Speaking of Gob, I found that his two episodes were among the best ones. Perhaps because Gob works as a character in his own individual story, whereas someone like Lindsay for example, can’t seem to hold an entire 30 minutes by herself.
The show not only brought back classic characters in cameo roles, such as Henry Winkler as Barry Zuckercorn and Carl Weathers as himself, but it also introduced us to a number of new ones too. They worked within the Arrested Development universe for the most part, a particular favourite was Terry Crews doing his best Herman Cain impression as Herbert Love, a sleazy Republican politician who is easily bought and forms a connection with Lindsay upon believing her to be a prostitute. There was also Isla Fisher as Ron Howard’s wild daughter Rebel Alley who was a little hit and miss but overall pretty funny and a great way to show the divide that has grown between Michael and George-Michael as the latter has matured.
It’s very hard to review this show because part of what makes it so great are the little gags, as opposed to the overall storyline. Luckily, this season was full of great ones, that I’m sure will become even funnier as I go back and re-watch episodes.
As for the plot of the season, it is a little muddled at first, however being mixed between everyone’s episodes, it was expected. To put it into the briefest of summaries, since we last saw them, Michael really did leave for good and this seemed to have caused a mess not just in their lives but also his.

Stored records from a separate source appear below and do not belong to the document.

//! Builds the unified `ClassData` table from the period tables

use std::collections::HashSet;

use rusqlite::{params, Connection};

use super::{quote_ident, table_row_count, UNIFIED_TABLE};
use crate::core::error::{EnrollError, Result};
use crate::core::models::{CourseRecord, UnifiedRecord};
use crate::debug;

/// Drop and recreate `ClassData`, appending every row of each period table
/// tagged with its period name
///
/// Rows are appended one period at a time, so duplicates across periods are
/// kept. Returns the number of unified rows.
///
/// # Errors
/// Returns [`EnrollError::Configuration`] when `periods` is empty or names
/// the same table twice (table names ignore ASCII case), and
/// [`EnrollError::Store`] if a period table is missing. On error the
/// previous `ClassData` is left untouched.
pub fn consolidate<S: AsRef<str>>(conn: &mut Connection, periods: &[S]) -> Result<usize> {
    if periods.is_empty() {
        return Err(EnrollError::Configuration(
            "no period tables to consolidate".to_string(),
        ));
    }
    let mut seen = HashSet::new();
    if let Some(dup) = periods
        .iter()
        .map(|p| -> &str { p.as_ref() })
        .find(|p| !seen.insert(p.to_ascii_lowercase()))
    {
        return Err(EnrollError::Configuration(format!(
            "period table '{dup}' listed more than once"
        )));
    }

    let unified = quote_ident(UNIFIED_TABLE);
    let tx = conn.transaction()?;
    tx.execute_batch(&format!(
        "DROP TABLE IF EXISTS {unified};
         CREATE TABLE {unified}(ID TEXT, Size INTEGER, NumEnrl INTEGER, Name TEXT, Semester TEXT);"
    ))?;

    for period in periods {
        let period = period.as_ref();
        let sql = format!(
            "INSERT INTO {unified} (ID, Size, NumEnrl, Name, Semester)
             SELECT ID, Size, NumEnrl, Name, ?1 FROM {}",
            quote_ident(period)
        );
        debug!("Consolidating period {period}");
        let appended = tx.execute(&sql, params![period])?;
        debug!("Appended {appended} rows from {period}");
    }

    let total = table_row_count(&tx, UNIFIED_TABLE)?;
    tx.commit()?;
    Ok(total)
}

/// Names of the period tables currently in the store, sorted
///
/// Every user table except `ClassData` counts as a period table.
///
/// # Errors
/// Returns an error if the schema cannot be read.
pub fn list_period_tables(conn: &Connection) -> Result<Vec<String>> {
    let mut stmt = conn.prepare(
        "SELECT name FROM sqlite_master
         WHERE type = 'table' AND name NOT LIKE 'sqlite_%' AND lower(name) <> lower(?1)
         ORDER BY name",
    )?;
    let names = stmt
        .query_map([UNIFIED_TABLE], |row| row.get(0))?
        .collect::<rusqlite::Result<Vec<String>>>()?;
    Ok(names)
}

/// Every row of `ClassData`, ordered by period, then course, then remaining columns
///
/// # Errors
/// Returns [`EnrollError::Query`] if the unified table has not been built.
pub fn read_unified(conn: &Connection) -> Result<Vec<UnifiedRecord>> {
    if !super::table_exists(conn, UNIFIED_TABLE)? {
        return Err(EnrollError::Query(
            "unified table not built; run populate first".to_string(),
        ));
    }
    let mut stmt = conn.prepare(
        "SELECT ID, Size, NumEnrl, Name, Semester FROM ClassData
         ORDER BY Semester, ID, Name, Size, NumEnrl",
    )?;
    let rows = stmt
        .query_map([], |row| {
            Ok(CourseRecord {
                course_id: row.get(0)?,
                capacity: row.get(1)?,
                enrolled: row.get(2)?,
                name: row.get(3)?,
            }
            .in_period(row.get::<_, String>(4)?))
        })?
        .collect::<rusqlite::Result<Vec<_>>>()?;
    Ok(rows)
}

He can’t stand to be away from his family, as proven when he moves in with George-Michael in his college dorm, leading to the fantastic “FakeBlock”. Elsewhere George tries to get a wall built on the border of California and Mexico in order to raise the value of their properties; Lucille ends up in jail; Tobias and Lindsay have separated and found new partners; Maeby is back in high school; Buster has officially joined the army and is the controller for the drones; and funniest of all is Gob who was supposed to marry Ann (her?) but in true Gob fashion, turned it into an illusion in which he would hide for 2 weeks and emerge – of course this plan failed terribly.
I loved that the end turned the show into a murder-mystery. Lucille 2 has been a longtime friend of the family, despite Lucille Bluth hating her. The Bluths however, have many enemies and so it is definitely interesting to try to figure out who exactly might have done it, if anyone at all. For all we know she may not even be dead.
As for what’s to come, I suspect it will be another season as opposed to a movie, at least act two of the three act idea Hurwitz has anyway. I say this purely because we are left with so many unfinished story-lines that just cannot be finished within a 2 hour movie. Add to that Maeby’s line: “I gotta tell you, I think movies are dead. Maybe it’s a TV show.”, and I think Hurwitz has seen that it works better in this format.
Overall the show definitely lived up to what I had hoped for during this seven year absence, now let’s hope we don’t have another long wait before it returns again.